En el ayuntamiento las cosas eran diferentes. Sus accesos y escaleras estaban atestados de una agitada muchedumbre que gritaba, se abrazaba, danzaba y cantaba.

Nos abrieron paso hasta la antecámara, donde estaban instalados el radiante Nasir y Nuri Shaalan. A ambos lados de ellos se hallaban de pie Abd el Kader, mi viejo enemigo, y Mohammed Said, su hermano. Yo me quedé mudo de asombro. Mohammed dio un paso adelante y gritó que ellos, los hijos de Abd el Kader, el emir, junto con Shukri el Ayubi, de la casa de Saladino, habían constituido un gobierno y proclamado el día anterior a Hussein «rey de los árabes» ante los oídos de los humillados turcos y alemanes.
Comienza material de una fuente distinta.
//! Sample representations and channel layouts understood by the mixer.

use serde::{Deserialize, Serialize};
use std::fmt::{Display, Formatter};

/// Maximum channel count written to a main bus.
pub const MAX_NUM_CHANNELS: usize = 2;
/// Maximum channel count accepted upstream of a downmixer.
pub const MAX_NUM_CHANNELS_TO_DOWNMIX: usize = 8;

/// PCM sample representation of a track or provider.
#[derive(Debug, Clone, Copy, PartialEq, Eq, Hash, Serialize, Deserialize)]
#[serde(rename_all = "snake_case")]
pub enum SampleFormat {
    /// Signed 16-bit integer.
    Pcm16,
    /// Signed 24-bit integer packed into 3 little-endian bytes.
    Pcm24Packed,
    /// Signed 32-bit integer.
    Pcm32,
    /// 32-bit float, nominal range [-1.0, 1.0].
    Float,
}

impl Display for SampleFormat {
    fn fmt(&self, f: &mut Formatter<'_>) -> std::fmt::Result {
        let name = match self {
            Self::Pcm16 => "pcm16",
            Self::Pcm24Packed => "pcm24-packed",
            Self::Pcm32 => "pcm32",
            Self::Float => "float",
        };
        f.write_str(name)
    }
}

/// Representations the mix kernels read and write directly.
///
/// Every track is converted to one of these before it reaches a kernel, and
/// every main bus is written in one of these.
#[derive(Debug, Clone, Copy, PartialEq, Eq, Hash, Serialize, Deserialize)]
#[serde(rename_all = "snake_case")]
pub enum MixFormat {
    Pcm16,
    Float,
}

impl MixFormat {
    /// Narrow a [`SampleFormat`] to a mix format, if it is one.
    pub fn from_sample_format(format: SampleFormat) -> Option<Self> {
        match format {
            SampleFormat::Pcm16 => Some(Self::Pcm16),
            SampleFormat::Float => Some(Self::Float),
            SampleFormat::Pcm24Packed | SampleFormat::Pcm32 => None,
        }
    }
}

impl Default for MixFormat {
    fn default() -> Self {
        Self::Float
    }
}

impl From<MixFormat> for SampleFormat {
    fn from(value: MixFormat) -> Self {
        match value {
            MixFormat::Pcm16 => SampleFormat::Pcm16,
            MixFormat::Float => SampleFormat::Float,
        }
    }
}

impl Display for MixFormat {
    fn fmt(&self, f: &mut Formatter<'_>) -> std::fmt::Result {
        SampleFormat::from(*self).fmt(f)
    }
}

/// Bitmask of output channel positions carried by a stream.
#[derive(Debug, Clone, Copy, PartialEq, Eq, Hash, Serialize, Deserialize)]
#[serde(transparent)]
pub struct ChannelMask(u32);

impl ChannelMask {
    pub const FRONT_LEFT: u32 = 0x1;
    pub const FRONT_RIGHT: u32 = 0x2;
    pub const FRONT_CENTER: u32 = 0x4;
    pub const LOW_FREQUENCY: u32 = 0x8;
    pub const BACK_LEFT: u32 = 0x10;
    pub const BACK_RIGHT: u32 = 0x20;
    pub const FRONT_LEFT_OF_CENTER: u32 = 0x40;
    pub const FRONT_RIGHT_OF_CENTER: u32 = 0x80;
    pub const BACK_CENTER: u32 = 0x100;
    pub const SIDE_LEFT: u32 = 0x200;
    pub const SIDE_RIGHT: u32 = 0x400;

    const ALL_POSITIONS: u32 = 0x7ff;

    pub const MONO: Self = Self(Self::FRONT_LEFT);
    pub const STEREO: Self = Self(Self::FRONT_LEFT | Self::FRONT_RIGHT);
    pub const QUAD: Self =
        Self(Self::FRONT_LEFT | Self::FRONT_RIGHT | Self::BACK_LEFT | Self::BACK_RIGHT);
    pub const SURROUND: Self =
        Self(Self::FRONT_LEFT | Self::FRONT_RIGHT | Self::FRONT_CENTER | Self::BACK_CENTER);
    pub const FIVE_POINT_ONE: Self = Self(
        Self::FRONT_LEFT
            | Self::FRONT_RIGHT
            | Self::FRONT_CENTER
            | Self::LOW_FREQUENCY
            | Self::BACK_LEFT
            | Self::BACK_RIGHT,
    );
    pub const SEVEN_POINT_ONE: Self = Self(
        Self::FIVE_POINT_ONE.0 | Self::SIDE_LEFT | Self::SIDE_RIGHT,
    );

    /// Build a mask from raw position bits.
    pub const fn from_bits(bits: u32) -> Self {
        Self(bits)
    }

    /// Raw position bits.
    pub const fn bits(self) -> u32 {
        self.0
    }

    /// Number of channels described by the mask.
    pub const fn channel_count(self) -> usize {
        self.0.count_ones() as usize
    }

    /// Return `true` when the mask carries the given position bit.
    pub const fn contains(self, position: u32) -> bool {
        self.0 & position != 0
    }

    /// Return `true` when the mask only uses known positions and is not empty.
    pub const fn is_valid(self) -> bool {
        self.0 != 0 && self.0 & !Self::ALL_POSITIONS == 0
    }

    /// Default layout for a plain channel count.
    pub fn for_channel_count(channels: usize) -> Option<Self> {
        let mask = match channels {
            1 => Self::MONO,
            2 => Self::STEREO,
            3 => Self(Self::STEREO.0 | Self::FRONT_CENTER),
            4 => Self::QUAD,
            5 => Self(Self::QUAD.0 | Self::FRONT_CENTER),
            6 => Self::FIVE_POINT_ONE,
            7 => Self(Self::FIVE_POINT_ONE.0 | Self::BACK_CENTER),
            8 => Self::SEVEN_POINT_ONE,
            _ => return None,
        };
        Some(mask)
    }

    /// Iterate over the position bits present in the mask, lowest first.
    ///
    /// The iteration order is the interleaving order of the channels.
    pub fn positions(self) -> impl Iterator<Item = u32> {
        let bits = self.0;
        (0..32).map(|shift| 1u32 << shift).filter(move |bit| bits & bit != 0)
    }
}

impl Display for ChannelMask {
    fn fmt(&self, f: &mut Formatter<'_>) -> std::fmt::Result {
        write!(f, "{:#x}", self.0)
    }
}

#[cfg(test)]
mod tests {
    use super::*;

    #[test]
    fn channel_counts_follow_mask_bits() {
        assert_eq!(ChannelMask::MONO.channel_count(), 1);
        assert_eq!(ChannelMask::STEREO.channel_count(), 2);
        assert_eq!(ChannelMask::FIVE_POINT_ONE.channel_count(), 6);
        assert_eq!(ChannelMask::SEVEN_POINT_ONE.channel_count(), 8);
    }

    #[test]
    fn default_layouts_cover_one_to_eight_channels() {
        for channels in 1..=MAX_NUM_CHANNELS_TO_DOWNMIX {
            let mask = ChannelMask::for_channel_count(channels).expect("layout");
            assert_eq!(mask.channel_count(), channels);
            assert!(mask.is_valid());
        }
        assert!(ChannelMask::for_channel_count(0).is_none());
        assert!(ChannelMask::for_channel_count(9).is_none());
    }

    #[test]
    fn unknown_position_bits_are_invalid() {
        assert!(!ChannelMask::from_bits(0).is_valid());
        assert!(!ChannelMask::from_bits(0x1000).is_valid());
    }

    #[test]
    fn positions_iterate_in_interleave_order() {
        let positions: Vec<u32> = ChannelMask::FIVE_POINT_ONE.positions().collect();
        assert_eq!(
            positions,
            vec![
                ChannelMask::FRONT_LEFT,
                ChannelMask::FRONT_RIGHT,
                ChannelMask::FRONT_CENTER,
                ChannelMask::LOW_FREQUENCY,
                ChannelMask::BACK_LEFT,
                ChannelMask::BACK_RIGHT,
            ]
        );
    }

    #[test]
    fn mix_format_narrowing() {
        assert_eq!(
            MixFormat::from_sample_format(SampleFormat::Float),
            Some(MixFormat::Float)
        );
        assert_eq!(MixFormat::from_sample_format(SampleFormat::Pcm32), None);
        assert_eq!(SampleFormat::from(MixFormat::Pcm16), SampleFormat::Pcm16);
    }
}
Mientras seguía vociferando, me volví hacia Shukri, que no era un hombre de Estado, sino un hombre amado por las masas, un mártir a los ojos del pueblo, porque había sufrido la persecución de Yemal. Me dijo que los argelinos habían sido los únicos, en todo Damasco, que habían permanecido al lado de los turcos hasta que los vieron echar a correr. Entonces junto con sus argelinos habían irrumpido en el comité de Feisal, en el lugar donde estaban reunidos en secreto, y habían asumido brutalmente el control.

Eran fanáticos cuyas ideas eran teológicas, y no lógicas; y me volví a Nasir para pedirle que cortara de raíz su impudicia allí mismo; pero entonces la ululante multitud que nos rodeaba se abrió en dos, como si un ariete se hubiera abierto paso a través de ella, echándose los hombres a un lado y a otro entre las arruinadas mesas y sillas, mientras el terrible rugido de una voz familiar terminaba por imponerse y los dejaba petrificados.

En el espacio así abierto se hallaban Auda abu Tayi y el sultan el Atrash, jefe de los drusos, arrancándose la piel. Sus seguidores se adelantaron hacia ellos, mientras yo saltaba entre ambos para separarlos […].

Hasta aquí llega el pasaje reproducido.